The answer must be a single number: how many lines of the entries below include "SpecPublisherColumn".

══ Given information

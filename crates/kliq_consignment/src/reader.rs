//! Master sheet loader and publisher column discovery.

use std::collections::BTreeSet;
use std::io::Cursor;

use calamine::{Data, Range, Reader, open_workbook_auto_from_rs};
use tracing::debug;

use crate::conf::{C_COL_CODE, C_COL_CODE_ACCENTED, N_IDX_ROW_HEADER};
use crate::spec::{
    EnumCellValue, LiquidationError, SpecPublisherColumn, SpecRawTable, TypeContactBook,
};
use crate::util::{derive_publisher_id, derive_unique_column_names, is_publisher_column};

/// Parse the first sheet of a master workbook.
///
/// Row [`N_IDX_ROW_HEADER`] holds the column names; everything above it is
/// ignored. Missing settlement columns are not checked here.
pub fn parse_table(v_bytes: &[u8]) -> Result<SpecRawTable, LiquidationError> {
    let range = derive_first_sheet_range(v_bytes)?;
    let table = derive_raw_table_from_range(&range);
    debug!(
        n_cols = table.width(),
        n_rows = table.height(),
        "parsed master sheet"
    );
    Ok(table)
}

/// Sorted, deduplicated publisher identifiers of a master workbook.
pub fn parse_publishers(v_bytes: &[u8]) -> Result<Vec<String>, LiquidationError> {
    let table = parse_table(v_bytes)?;
    Ok(derive_publisher_ids(&extract_publisher_columns(&table)))
}

/// Scan column names for publisher consignment columns, in sheet order.
pub fn extract_publisher_columns(table: &SpecRawTable) -> Vec<SpecPublisherColumn> {
    table
        .columns
        .iter()
        .filter(|c_name| is_publisher_column(c_name))
        .map(|c_name| SpecPublisherColumn {
            column_name: c_name.clone(),
            publisher_id: derive_publisher_id(c_name),
        })
        .collect()
}

/// Canonical publisher list: unique identifiers in lexicographic order.
pub fn derive_publisher_ids(publisher_columns: &[SpecPublisherColumn]) -> Vec<String> {
    publisher_columns
        .iter()
        .map(|col| col.publisher_id.clone())
        .collect::<BTreeSet<_>>()
        .into_iter()
        .collect()
}

/// Deserialize a contact book: a JSON object keyed by publisher identifier.
pub fn parse_contact_book(v_bytes: &[u8]) -> Result<TypeContactBook, LiquidationError> {
    let book: TypeContactBook = serde_json::from_slice(v_bytes)?;
    debug!(n_contacts = book.len(), "parsed contact book");
    Ok(book)
}

fn derive_first_sheet_range(v_bytes: &[u8]) -> Result<Range<Data>, LiquidationError> {
    let mut workbook = open_workbook_auto_from_rs(Cursor::new(v_bytes))
        .map_err(|err| LiquidationError::MalformedInput(format!("{err}")))?;

    workbook
        .worksheet_range_at(0)
        .ok_or_else(|| LiquidationError::MalformedInput("workbook has no sheets".to_string()))?
        .map_err(|err| {
            LiquidationError::MalformedInput(format!("failed loading first sheet: {err}"))
        })
}

fn derive_raw_table_from_range(range: &Range<Data>) -> SpecRawTable {
    let Some((n_row_end, n_col_end)) = range.end() else {
        return SpecRawTable::default();
    };
    let n_row_header = N_IDX_ROW_HEADER as u32;
    if n_row_end < n_row_header {
        return SpecRawTable::default();
    }

    let get_cell = |n_row: u32, n_col: u32| {
        range
            .get_value((n_row, n_col))
            .map(derive_cell_value)
            .unwrap_or(EnumCellValue::None)
    };

    let l_names_raw = (0..=n_col_end)
        .map(|n_col| derive_header_name(&get_cell(n_row_header, n_col), n_col as usize))
        .collect::<Vec<_>>();
    let columns = rename_code_alias(derive_unique_column_names(l_names_raw));

    let rows = ((n_row_header + 1)..=n_row_end)
        .map(|n_row| {
            (0..=n_col_end)
                .map(|n_col| get_cell(n_row, n_col))
                .collect::<Vec<_>>()
        })
        .filter(|row| !row.iter().all(EnumCellValue::is_blank))
        .collect();

    SpecRawTable { columns, rows }
}

fn derive_header_name(value: &EnumCellValue, n_idx_col: usize) -> String {
    let c_name = match value {
        EnumCellValue::None => format!("Unnamed: {n_idx_col}"),
        _ => value.to_text(),
    };
    c_name.trim().to_string()
}

fn rename_code_alias(mut columns: Vec<String>) -> Vec<String> {
    if columns.iter().any(|c_name| c_name == C_COL_CODE) {
        return columns;
    }
    if let Some(c_name) = columns.iter_mut().find(|c_name| *c_name == C_COL_CODE_ACCENTED) {
        *c_name = C_COL_CODE.to_string();
    }
    columns
}

fn derive_cell_value(data: &Data) -> EnumCellValue {
    match data {
        Data::Empty | Data::Error(_) => EnumCellValue::None,
        Data::String(val) if val.is_empty() => EnumCellValue::None,
        Data::String(val) => EnumCellValue::String(val.clone()),
        Data::Int(val) => EnumCellValue::Integer(*val),
        Data::Float(val) => {
            if val.is_finite() && val.fract() == 0.0 && val.abs() < 9.0e15 {
                EnumCellValue::Integer(*val as i64)
            } else {
                EnumCellValue::Number(*val)
            }
        }
        Data::Bool(val) => EnumCellValue::String(if *val { "True" } else { "False" }.to_string()),
        Data::DateTime(val) => EnumCellValue::String(val.to_string()),
        Data::DateTimeIso(val) | Data::DurationIso(val) => EnumCellValue::String(val.clone()),
    }
}

#[cfg(test)]
mod tests {
    use super::*;
    use crate::fixture::{build_master_workbook, cell_int, cell_str};

    #[test]
    fn test_parse_table_reads_header_at_sixth_row_and_trims_names() {
        let v_bytes = build_master_workbook(
            &["Producto", " Código ", "BODEGA GENERAL BARI", "Consignaciones Acme "],
            &[
                vec![cell_str("Book A"), cell_str("123/1"), cell_int(5), cell_int(12)],
                vec![cell_str("Book B"), cell_int(456), cell_int(10), cell_int(8)],
            ],
        );

        let table = parse_table(&v_bytes).expect("table");
        assert_eq!(
            table.columns,
            vec!["Producto", "Codigo", "BODEGA GENERAL BARI", "Consignaciones Acme"]
        );
        assert_eq!(table.height(), 2);
        assert_eq!(table.rows[0][1], EnumCellValue::String("123/1".to_string()));
        assert_eq!(table.rows[1][1], EnumCellValue::Integer(456));
        assert_eq!(table.rows[1][3], EnumCellValue::Integer(8));
    }

    #[test]
    fn test_parse_table_names_blank_headers_and_skips_blank_rows() {
        let v_bytes = build_master_workbook(
            &["Producto", "", "Producto"],
            &[
                vec![cell_str("Book A"), EnumCellValue::None, cell_int(1)],
                vec![EnumCellValue::None, EnumCellValue::None, EnumCellValue::None],
                vec![cell_str("Book B"), cell_int(2), EnumCellValue::None],
            ],
        );

        let table = parse_table(&v_bytes).expect("table");
        assert_eq!(table.columns, vec!["Producto", "Unnamed: 1", "Producto.1"]);
        assert_eq!(table.height(), 2);
        assert_eq!(table.rows[1][0], EnumCellValue::String("Book B".to_string()));
    }

    #[test]
    fn test_parse_table_rejects_non_spreadsheet_bytes() {
        let err = parse_table(b"definitely not a workbook").expect_err("malformed");
        assert!(matches!(err, LiquidationError::MalformedInput(_)));
    }

    #[test]
    fn test_parse_table_without_header_row_is_empty() {
        let v_bytes = build_master_workbook(&[], &[]);
        let table = parse_table(&v_bytes).expect("table");
        assert_eq!(table.width(), 0);
        assert_eq!(table.height(), 0);
    }

    #[test]
    fn test_parse_publishers_is_sorted_and_unique() {
        let v_bytes = build_master_workbook(
            &[
                "Producto",
                "Codigo",
                "BODEGA GENERAL BARI",
                "Consignaciones Zeta",
                "consignacion Acme 2023-01",
                "Consignaciones ACME",
                "Consignaciones 2024",
            ],
            &[],
        );

        let l_ids = parse_publishers(&v_bytes).expect("publishers");
        assert_eq!(l_ids, vec!["ACME", "SIN EDITORIAL", "ZETA"]);
    }

    #[test]
    fn test_parse_contact_book() {
        let book = parse_contact_book(
            br#"{"ACME": {"PROVEEDOR": "Acme Ltda.", "FONO_MAIL": "acme@example.com"}}"#,
        )
        .expect("contact book");
        assert_eq!(book["ACME"].get("FONO / MAIL"), Some("acme@example.com"));
        assert_eq!(book["ACME"].get("FECHA"), None);

        let err = parse_contact_book(b"[1, 2]").expect_err("not an object");
        assert!(matches!(err, LiquidationError::ContactBook(_)));
    }

    #[test]
    fn test_extract_publisher_columns_keeps_sheet_order() {
        let table = SpecRawTable {
            columns: vec![
                "Producto".to_string(),
                "Consignaciones Zeta".to_string(),
                "Consignaciones Acme".to_string(),
            ],
            rows: vec![],
        };

        let l_cols = extract_publisher_columns(&table);
        assert_eq!(
            l_cols,
            vec![
                SpecPublisherColumn {
                    column_name: "Consignaciones Zeta".to_string(),
                    publisher_id: "ZETA".to_string(),
                },
                SpecPublisherColumn {
                    column_name: "Consignaciones Acme".to_string(),
                    publisher_id: "ACME".to_string(),
                },
            ]
        );
    }
}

════

- Task result -
6